***** Dataset extract

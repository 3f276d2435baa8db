//! Per-direction processing pipeline: framer → decoder → validator.
//!
//! Each inbound chunk is fully processed before the next is accepted;
//! emission is a non-blocking append to the returned event vector. The two
//! directions of a [`Pipeline::pair`] share nothing but the linked
//! correlation registry.

use crate::decode::decode_frame;
use crate::frame::{FrameError, Framer, FramerEvent};
use crate::message::{Sender, TypedMessage};
use crate::registry::RegistryHandle;
use crate::validate::{MethodValidator, SchemaValidator};

/// One downstream event: a classified message or a framing error. Every
/// malformed input produces exactly one of these.
#[derive(Debug)]
pub enum PipelineEvent {
    Message(TypedMessage),
    FrameError(FrameError),
}

/// A single direction of the observer: feed it raw bytes, collect ordered
/// events.
pub struct Pipeline {
    sender: Sender,
    framer: Framer,
    validator: SchemaValidator,
}

impl Pipeline {
    pub fn new(sender: Sender, registry: RegistryHandle) -> Self {
        Self {
            sender,
            framer: Framer::new(),
            validator: SchemaValidator::new(sender, registry),
        }
    }

    /// Builds the Client and Server pipelines over one freshly linked
    /// registry pair.
    pub fn pair() -> (Pipeline, Pipeline) {
        let (client_registry, server_registry) = RegistryHandle::linked_pair();
        (
            Pipeline::new(Sender::Client, client_registry),
            Pipeline::new(Sender::Server, server_registry),
        )
    }

    /// Replaces the validator's method-specific hook.
    pub fn with_method_validator(mut self, hook: Box<dyn MethodValidator>) -> Self {
        self.validator = self.validator.with_method_validator(hook);
        self
    }

    pub fn sender(&self) -> Sender {
        self.sender
    }

    /// Processes one chunk of the inbound byte stream.
    pub fn push(&mut self, bytes: &[u8]) -> Vec<PipelineEvent> {
        let mut framer_events = Vec::new();
        self.framer.push(bytes, &mut framer_events);
        self.process(framer_events)
    }

    /// Signals end-of-stream: flushes partial framer state (a mid-frame EOF
    /// becomes a `TruncatedFrame` error).
    pub fn finish(&mut self) -> Vec<PipelineEvent> {
        let mut framer_events = Vec::new();
        self.framer.finish(&mut framer_events);
        self.process(framer_events)
    }

    fn process(&mut self, framer_events: Vec<FramerEvent>) -> Vec<PipelineEvent> {
        let mut out = Vec::new();
        for event in framer_events {
            match event {
                FramerEvent::Error(error) => out.push(PipelineEvent::FrameError(error)),
                FramerEvent::Frame(frame) => match decode_frame(&frame) {
                    Ok(message) => {
                        for typed in self.validator.validate(message) {
                            out.push(PipelineEvent::Message(typed));
                        }
                    }
                    Err(error) => {
                        out.push(PipelineEvent::Message(
                            self.validator.decode_failure(&frame, &error),
                        ));
                    }
                },
            }
        }
        out
    }
}
//! Line-oriented log format for observed messages.
//!
//! One message per line: `"<--"` (Client) or `"-->"` (Server), a space, the
//! decimal millisecond timestamp, a space, and the compact JSON of the
//! message contents.

use serde_json::Value;
use thiserror::Error;

use crate::message::{Sender, TypedMessage};

const CLIENT_ARROW: &str = "<--";
const SERVER_ARROW: &str = "-->";

/// The `(sender, timestamp, contents)` triple carried by one log line.
#[derive(Debug, Clone, PartialEq)]
pub struct LogLine {
    pub sender: Sender,
    pub timestamp_ms: i64,
    pub contents: Value,
}

impl LogLine {
    pub fn of(message: &TypedMessage) -> Self {
        Self {
            sender: message.sender,
            timestamp_ms: message.timestamp_ms,
            contents: message.contents.clone(),
        }
    }
}

#[derive(Debug, Error)]
pub enum LogLineError {
    #[error("log line missing direction arrow")]
    MissingArrow,
    #[error("log line missing timestamp")]
    MissingTimestamp,
    #[error("log line timestamp is not an integer: `{value}`")]
    BadTimestamp { value: String },
    #[error("log line contents are not valid JSON: {source}")]
    BadContents {
        #[source]
        source: serde_json::Error,
    },
}

/// Renders one message as a log line (no trailing newline).
pub fn to_log_line(message: &TypedMessage) -> String {
    let arrow = match message.sender {
        Sender::Client => CLIENT_ARROW,
        Sender::Server => SERVER_ARROW,
    };
    format!("{arrow} {} {}", message.timestamp_ms, message.contents)
}

/// Parses one log line back into its `(sender, timestamp, contents)` triple.
pub fn parse_log_line(line: &str) -> Result<LogLine, LogLineError> {
    let (arrow, rest) = line.split_once(' ').ok_or(LogLineError::MissingArrow)?;
    let sender = match arrow {
        CLIENT_ARROW => Sender::Client,
        SERVER_ARROW => Sender::Server,
        _ => return Err(LogLineError::MissingArrow),
    };

    let (timestamp, contents) = rest.split_once(' ').ok_or(LogLineError::MissingTimestamp)?;
    let timestamp_ms = timestamp
        .parse::<i64>()
        .map_err(|_| LogLineError::BadTimestamp {
            value: timestamp.to_string(),
        })?;

    let contents: Value =
        serde_json::from_str(contents).map_err(|source| LogLineError::BadContents { source })?;

    Ok(LogLine {
        sender,
        timestamp_ms,
        contents,
    })
}
//! Ownership of emitted messages and realisation of the Request↔Response
//! link.
//!
//! Messages carry `(sender, seq)` references instead of pointers; the
//! [`MessageLog`] is the container those references resolve through. When a
//! correlated Response is appended, the stored Request's forward link is
//! completed here, so the pair is reachable in both directions without a
//! reference cycle.

use std::collections::HashMap;

use crate::message::{MessageKind, MessageRef, TypedMessage};

/// Append-only store of every message emitted by both pipelines, in arrival
/// order.
#[derive(Debug, Default)]
pub struct MessageLog {
    messages: Vec<TypedMessage>,
    by_ref: HashMap<MessageRef, usize>,
}

impl MessageLog {
    pub fn new() -> Self {
        Self::default()
    }

    /// Appends a message, completing the stored Request's `response` link
    /// when the new message is a Response that was correlated.
    pub fn append(&mut self, message: TypedMessage) {
        if let MessageKind::Response {
            request: Some(request_ref),
            ..
        } = &message.kind
        {
            let response_ref = message.message_ref();
            if let Some(&slot) = self.by_ref.get(request_ref) {
                if let MessageKind::Request { response, .. } = &mut self.messages[slot].kind {
                    *response = Some(response_ref);
                }
            }
        }

        self.by_ref.insert(message.message_ref(), self.messages.len());
        self.messages.push(message);
    }

    /// Resolves a `(sender, seq)` reference.
    pub fn get(&self, reference: MessageRef) -> Option<&TypedMessage> {
        self.by_ref
            .get(&reference)
            .map(|&slot| &self.messages[slot])
    }

    /// The Response paired with the Request at `reference`, if observed.
    pub fn response_of(&self, reference: MessageRef) -> Option<&TypedMessage> {
        match &self.get(reference)?.kind {
            MessageKind::Request {
                response: Some(response_ref),
                ..
            } => self.get(*response_ref),
            _ => None,
        }
    }

    /// The Request that the Response at `reference` answered, if matched.
    pub fn request_of(&self, reference: MessageRef) -> Option<&TypedMessage> {
        match &self.get(reference)?.kind {
            MessageKind::Response {
                request: Some(request_ref),
                ..
            } => self.get(*request_ref),
            _ => None,
        }
    }

    pub fn len(&self) -> usize {
        self.messages.len()
    }

    pub fn is_empty(&self) -> bool {
        self.messages.is_empty()
    }

    pub fn iter(&self) -> impl Iterator<Item = &TypedMessage> {
        self.messages.iter()
    }
}
//! JSON-shaped tree of schema issues.
//!
//! A [`SchemaIssueTree`] mirrors the shape of the message it annotates:
//! object nodes map property names to per-key issue lists plus a child tree,
//! array nodes hold ordered child trees, leaves carry only local issues.
//! Every node additionally carries issues that apply to the whole value at
//! that location.
//!
//! Shape misuse (`key_error` on an array node, `entry` on an object node) is
//! a programmer error and panics.

use std::collections::BTreeMap;

#[derive(Debug, Clone, Copy, Eq, PartialEq)]
pub enum Severity {
    Error,
    Warning,
    Info,
}

/// A single schema violation. Its location is implicit in its position
/// within the tree.
#[derive(Debug, Clone, Eq, PartialEq)]
pub struct SchemaIssue {
    pub severity: Severity,
    pub message: String,
}

impl SchemaIssue {
    pub fn error(message: impl Into<String>) -> Self {
        Self {
            severity: Severity::Error,
            message: message.into(),
        }
    }

    pub fn warning(message: impl Into<String>) -> Self {
        Self {
            severity: Severity::Warning,
            message: message.into(),
        }
    }

    pub fn info(message: impl Into<String>) -> Self {
        Self {
            severity: Severity::Info,
            message: message.into(),
        }
    }
}

/// Issues attached to an object property: the per-key list plus the child
/// tree for the property's own value.
#[derive(Debug, Clone, Default, Eq, PartialEq)]
pub struct MemberSlot {
    pub issues: Vec<SchemaIssue>,
    pub child: SchemaIssueTree,
}

#[derive(Debug, Clone, Eq, PartialEq)]
enum Shape {
    Leaf,
    Object(BTreeMap<String, MemberSlot>),
    Array(Vec<SchemaIssueTree>),
}

/// One node of the issue tree. Freshly created trees are leaves; they deepen
/// into objects or arrays the first time a structured child is addressed.
#[derive(Debug, Clone, Eq, PartialEq)]
pub struct SchemaIssueTree {
    issues: Vec<SchemaIssue>,
    shape: Shape,
}

impl Default for SchemaIssueTree {
    fn default() -> Self {
        Self::leaf()
    }
}

impl SchemaIssueTree {
    pub fn leaf() -> Self {
        Self {
            issues: Vec::new(),
            shape: Shape::Leaf,
        }
    }

    pub fn object() -> Self {
        Self {
            issues: Vec::new(),
            shape: Shape::Object(BTreeMap::new()),
        }
    }

    pub fn array() -> Self {
        Self {
            issues: Vec::new(),
            shape: Shape::Array(Vec::new()),
        }
    }

    pub fn is_object(&self) -> bool {
        matches!(self.shape, Shape::Object(_))
    }

    pub fn is_array(&self) -> bool {
        matches!(self.shape, Shape::Array(_))
    }

    /// Appends a whole-value error at this node.
    pub fn error(&mut self, message: impl Into<String>) {
        self.issues.push(SchemaIssue::error(message));
    }

    /// Appends a whole-value warning at this node.
    pub fn warning(&mut self, message: impl Into<String>) {
        self.issues.push(SchemaIssue::warning(message));
    }

    /// Appends a whole-value informational note at this node.
    pub fn info(&mut self, message: impl Into<String>) {
        self.issues.push(SchemaIssue::info(message));
    }

    /// Issues local to this node, whole-value only.
    pub fn local_issues(&self) -> &[SchemaIssue] {
        &self.issues
    }

    /// Appends an error to the per-key issue list of `key`, distinct from the
    /// child tree at that key.
    pub fn key_error(&mut self, key: &str, message: impl Into<String>) {
        self.key_slot(key).issues.push(SchemaIssue::error(message));
    }

    /// Appends a warning to the per-key issue list of `key`.
    pub fn key_warning(&mut self, key: &str, message: impl Into<String>) {
        self.key_slot(key)
            .issues
            .push(SchemaIssue::warning(message));
    }

    /// The child tree at `key`, created empty if absent. Deepens a leaf into
    /// an object; panics on an array node.
    pub fn member(&mut self, key: &str) -> &mut SchemaIssueTree {
        &mut self.key_slot(key).child
    }

    /// The per-key issues recorded at `key`, if any.
    pub fn key_issues(&self, key: &str) -> &[SchemaIssue] {
        match &self.shape {
            Shape::Object(members) => members
                .get(key)
                .map(|slot| slot.issues.as_slice())
                .unwrap_or(&[]),
            _ => &[],
        }
    }

    /// The child tree recorded at `key`, if any.
    pub fn member_tree(&self, key: &str) -> Option<&SchemaIssueTree> {
        match &self.shape {
            Shape::Object(members) => members.get(key).map(|slot| &slot.child),
            _ => None,
        }
    }

    /// The child tree at `index`, created (along with any preceding gaps) if
    /// absent. Deepens a leaf into an array; panics on an object node.
    pub fn entry(&mut self, index: usize) -> &mut SchemaIssueTree {
        if matches!(self.shape, Shape::Leaf) {
            self.shape = Shape::Array(Vec::new());
        }
        match &mut self.shape {
            Shape::Array(entries) => {
                if entries.len() <= index {
                    entries.resize_with(index + 1, SchemaIssueTree::leaf);
                }
                &mut entries[index]
            }
            _ => panic!("entry() called on a non-array issue node"),
        }
    }

    /// The child tree at `index`, if present.
    pub fn entry_tree(&self, index: usize) -> Option<&SchemaIssueTree> {
        match &self.shape {
            Shape::Array(entries) => entries.get(index),
            _ => None,
        }
    }

    /// Total number of issues in this node and every descendant, per-key
    /// lists included.
    pub fn issue_count(&self) -> usize {
        let mut count = self.issues.len();
        match &self.shape {
            Shape::Leaf => {}
            Shape::Object(members) => {
                for slot in members.values() {
                    count += slot.issues.len();
                    count += slot.child.issue_count();
                }
            }
            Shape::Array(entries) => {
                for child in entries {
                    count += child.issue_count();
                }
            }
        }
        count
    }

    pub fn is_clean(&self) -> bool {
        self.issue_count() == 0
    }

    fn key_slot(&mut self, key: &str) -> &mut MemberSlot {
        if matches!(self.shape, Shape::Leaf) {
            self.shape = Shape::Object(BTreeMap::new());
        }
        match &mut self.shape {
            Shape::Object(members) => members.entry(key.to_string()).or_default(),
            _ => panic!("member access on a non-object issue node"),
        }
    }
}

**********

(Work required):
Whenever the string "observed" shows up in a line of the entries, copy that line.

(Result of the exercise):
//! Line-oriented log format for observed messages.
    /// The Response paired with the Request at `reference`, if observed.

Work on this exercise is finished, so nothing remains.